In my last blog, I looked at porting a Python PySide App project over to C++ and for that, I used QtCreator as my Integrated development environment (IDE) as it shipped with the Qt build and it worked out the box, setting its self up and allowing me to create a test widget project, build and run it within minutes.
For the last 10+ years, I have, like many many others, have used Microsoft Visual Studio as their goto IDE (for compiled code anyway) and whilst QtCreator certainly works and can do the job, it’s lacking a lot of very helpful features Visual Studio has and just makes when writing and debugging code, increasing productivity and throughput.
Building Qt projects outside of QtCreator and its pipeline and toolchain used to be a real pain as the building of the code requires running the code through the Meta-Object Compiler (moc) which is required to generate the comper code for all the slots and signal systems, there is a very nice article about it by Qt.
Thankfully the Qt Company has created a Visual Studio extension that streamlines the whole process, from creating a new Qt project, importing an existing Qt .pro file, and all the steps around building and compiling.
So lets breakdown how to get, setup, and build a Qt project with Visual Studio 2019.
The first step is just to download Qt from its website at https://www.qt.io/download and get that installed on your computer. It can be quite large, I know there were some issues back in the day on having it on another disk drive, but nowadays you can put it anyway.
During the setup process, it’s going to ask for what you want to install, it’s unlikely that you will use all the different components, so just all of it, so make sure to select MSVC 2019 – 64 Bit if your running Visual Studio 2019 and MSVC 2015 – 64 Bit if you’re using Visual Studio 2017.
With that installed, I would recommend opening up QtCreator and just creating a dummy project to just make sure everything is set up and working correctly.
Using the QtWidget Application and house the “Desktop Qt 5.15.0 MSVC2019 64bit” kit in the kit selection screen, you should be able to hit the green play icon and build and run this empty widget application, resulting in a lovely grey window called “MainWindow”
With the Qt install verified and working, let’s move on to Visual Studio.
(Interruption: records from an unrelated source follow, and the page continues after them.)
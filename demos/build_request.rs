//! Builds a JSON request, a multipart upload and a urlencoded token request,
//! then prints what would go on the wire.
//!
//! Run with: `cargo run --example build_request`

use reqkit::{Content, Error, Request, RequestBuilder, FORM_URL_ENCODED_HEADER, JSON_CONTENT_TYPE};
use serde::Serialize;
use std::io::Cursor;

#[derive(Debug, Serialize)]
struct MessageInput {
    text: String,
}

fn print_request(label: &str, request: Request) -> Result<(), Error> {
    println!("=== {} ===", label);
    println!("{} {}", request.method(), request.url());
    for (name, values) in request.headers() {
        for value in values {
            println!("{}: {}", name, value);
        }
    }
    if let Some(body) = request.into_body() {
        let bytes = body.into_bytes()?;
        println!();
        println!("{}", String::from_utf8_lossy(&bytes));
    }
    println!();
    Ok(())
}

fn main() -> Result<(), Error> {
    tracing_subscriber::fmt()
        .with_env_filter("reqkit=debug,build_request=info")
        .init();

    let mut message = RequestBuilder::new("POST");
    message
        .construct_http_url(
            "https://api.example.com/assistant/api",
            &["v1/workspaces", "message"],
            &["my workspace"],
        )?
        .add_header("Content-Type", JSON_CONTENT_TYPE)
        .add_query("version", "2018-09-22")
        .set_body_content_json(&MessageInput {
            text: "Hello".to_string(),
        })?;
    print_request("JSON request", message.build()?)?;

    let mut upload = RequestBuilder::new("POST");
    upload
        .construct_http_url::<&str, &str>("https://api.example.com/upload", &[], &[])?
        .add_form_data(
            "metadata",
            "meta.json",
            "application/json",
            Content::json(&serde_json::json!({"tags": ["demo"]}))?,
        )
        .add_form_data(
            "file",
            "notes.txt",
            "text/plain",
            Content::stream(Cursor::new(b"streamed file contents".to_vec())),
        )
        .add_form_data("comment", "", "", "uploaded from the demo");
    print_request("Multipart upload", upload.build()?)?;

    let mut token = RequestBuilder::new("POST");
    token
        .construct_http_url::<&str, &str>("https://iam.example.com/identity/token", &[], &[])?
        .add_header("Content-Type", FORM_URL_ENCODED_HEADER)
        .add_form_data("grant_type", "", "", "urn:example:grant-type:apikey")
        .add_form_data("apikey", "", "", "not-a-real-key");
    print_request("Urlencoded token request", token.build()?)?;

    Ok(())
}
//! Payload shapes accepted by the body and form setters.

use crate::{Error, Result};
use serde::Serialize;
use serde_json::Value;
use std::fmt;
use std::io::Read;

/// One payload value handed to the builder.
///
/// Each accepted shape has its own variant, so the setters match on the
/// variant instead of inspecting types at runtime.
///
/// # Examples
///
/// ```
/// use reqkit::Content;
/// use std::io::Cursor;
///
/// let text = Content::text("hello");
/// let borrowed = Content::from(&String::from("hello"));
/// let stream = Content::stream(Cursor::new(b"raw bytes".to_vec()));
/// let json = Content::json(&serde_json::json!({"name": "wonder woman"})).unwrap();
///
/// assert_eq!(text.kind(), "string");
/// assert_eq!(borrowed.kind(), "string");
/// assert_eq!(stream.kind(), "stream");
/// assert_eq!(json.kind(), "object");
/// ```
pub enum Content {
    /// Text used verbatim.
    Text(String),

    /// A byte source read lazily by the transport.
    Stream(Box<dyn Read + Send>),

    /// A structured value, JSON-encoded where the slot calls for it.
    Json(Value),
}

impl Content {
    /// Creates text content.
    pub fn text(value: impl Into<String>) -> Self {
        Content::Text(value.into())
    }

    /// Creates stream content from any reader.
    ///
    /// The reader is not consumed until the built request body is read.
    pub fn stream<R>(reader: R) -> Self
    where
        R: Read + Send + 'static,
    {
        Content::Stream(Box::new(reader))
    }

    /// Creates structured content from any serializable value.
    ///
    /// # Errors
    ///
    /// Returns [`Error::SerializationFailed`] if the value cannot be
    /// represented as JSON, for example a map with non-string keys.
    pub fn json<T>(value: &T) -> Result<Self>
    where
        T: Serialize + ?Sized,
    {
        let value = serde_json::to_value(value)
            .map_err(|e| Error::SerializationFailed(e.to_string()))?;
        Ok(Content::Json(value))
    }

    /// Returns the name of this content's kind.
    ///
    /// Structured values report their JSON kind.
    pub fn kind(&self) -> &'static str {
        match self {
            Content::Text(_) => "string",
            Content::Stream(_) => "stream",
            Content::Json(value) => json_kind(value),
        }
    }

    /// Returns `true` for plain text content.
    pub fn is_text(&self) -> bool {
        matches!(self, Content::Text(_))
    }
}

fn json_kind(value: &Value) -> &'static str {
    match value {
        Value::Null => "null",
        Value::Bool(_) => "bool",
        Value::Number(_) => "number",
        Value::String(_) => "string",
        Value::Array(_) => "array",
        Value::Object(_) => "object",
    }
}

impl fmt::Debug for Content {
    fn fmt(&self, f: &mut fmt::Formatter<'_>) -> fmt::Result {
        match self {
            Content::Text(text) => f.debug_tuple("Text").field(text).finish(),
            Content::Stream(_) => f.debug_tuple("Stream").field(&"..").finish(),
            Content::Json(value) => f.debug_tuple("Json").field(value).finish(),
        }
    }
}

impl From<String> for Content {
    fn from(value: String) -> Self {
        Content::Text(value)
    }
}

impl From<&str> for Content {
    fn from(value: &str) -> Self {
        Content::Text(value.to_owned())
    }
}

impl From<&String> for Content {
    fn from(value: &String) -> Self {
        Content::Text(value.clone())
    }
}

impl From<Value> for Content {
    fn from(value: Value) -> Self {
        Content::Json(value)
    }
}

impl From<Box<dyn Read + Send>> for Content {
    fn from(reader: Box<dyn Read + Send>) -> Self {
        Content::Stream(reader)
    }
}

#[cfg(test)]
mod tests {
    use super::*;
    use serde::ser::Error as _;
    use serde_json::json;
    use std::collections::HashMap;

    struct Unserializable;

    impl Serialize for Unserializable {
        fn serialize<S: serde::Serializer>(&self, _serializer: S) -> std::result::Result<S::Ok, S::Error> {
            Err(S::Error::custom("channels cannot be serialized"))
        }
    }

    #[test]
    fn test_json_kinds() {
        assert_eq!(Content::json(&200).unwrap().kind(), "number");
        assert_eq!(Content::json(&true).unwrap().kind(), "bool");
        assert_eq!(Content::json(&vec![1, 2]).unwrap().kind(), "array");
        assert_eq!(Content::json(&()).unwrap().kind(), "null");
        assert_eq!(Content::from(json!({"a": 1})).kind(), "object");
    }

    #[test]
    fn test_json_rejects_unserializable_values() {
        let err = Content::json(&Unserializable).unwrap_err();
        assert!(matches!(err, Error::SerializationFailed(ref msg) if msg.contains("channels")));

        let mut map = HashMap::new();
        map.insert(vec![1u8], "value");
        assert!(matches!(
            Content::json(&map),
            Err(Error::SerializationFailed(_))
        ));
    }

    #[test]
    fn test_string_conversions() {
        let owned = String::from("hello SDK");
        assert!(Content::from(&owned).is_text());
        assert!(Content::from(owned).is_text());
        assert!(Content::from("literal").is_text());
    }

    #[test]
    fn test_boxed_reader_becomes_stream() {
        let reader: Box<dyn Read + Send> = Box::new(std::io::Cursor::new(b"boxed".to_vec()));
        let content = Content::from(reader);
        assert_eq!(content.kind(), "stream");
        assert!(!content.is_text());

        let Content::Stream(mut reader) = content else {
            panic!("expected a stream");
        };
        let mut read = Vec::new();
        reader.read_to_end(&mut read).unwrap();
        assert_eq!(read, b"boxed");
    }

    #[test]
    fn test_debug_hides_stream() {
        let content = Content::stream(std::io::empty());
        assert_eq!(format!("{:?}", content), "Stream(\"..\")");
    }
}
Make sure to download and install the correct version of the Visual Studio extension for your version:
With that installed (and your computer restarted), launching Visual Studio 2019 has a new menu bar under the “Extensions” menu, and we’ll need to open the Qt Options to ensure it’s all configured correctly before we can build.
Here you can add and remove different Qt versions you intend to build on. Its important to note, that if you have both Visual Studio 2017 and Visual Studio 2019 setup with the Qt extensions, they will share the same Qt Options, so removing one from one, will result it being removed from the other.
Something that tripped me up for a lot longer than I care to mention, is that it auto-detected the wrong version of Qt, going instead for the “winrt_x64_msvc2019”, which would mean that it’s trying to build on Windows RT, rather than standard Windows. For me, this manifested as a QMake issue.
Now we should be in a position to create a new Qt Widgets Application, checking that the Qt version you set up in the Qt Options is coming through as part of the setup wizard
Once that’s all finished, hitting the “Local Windows Debugger” will kick off the compile and Qt toolchain, resulting in another lovely grey window called “QtWidgetsApplication”.
With everything verified as setup and working, you should be able to open the .pro file from my last project into Visual Studios and build it without any issues.
And with that, you are now fully set up to use Qt with Visual Studios for all of your projects, allowing you to develop in the most efficient way possible whilst also allowing you to seamlessly use the most powerful framework around.
Thanks for taking this Visual Studios and Qt journey with me.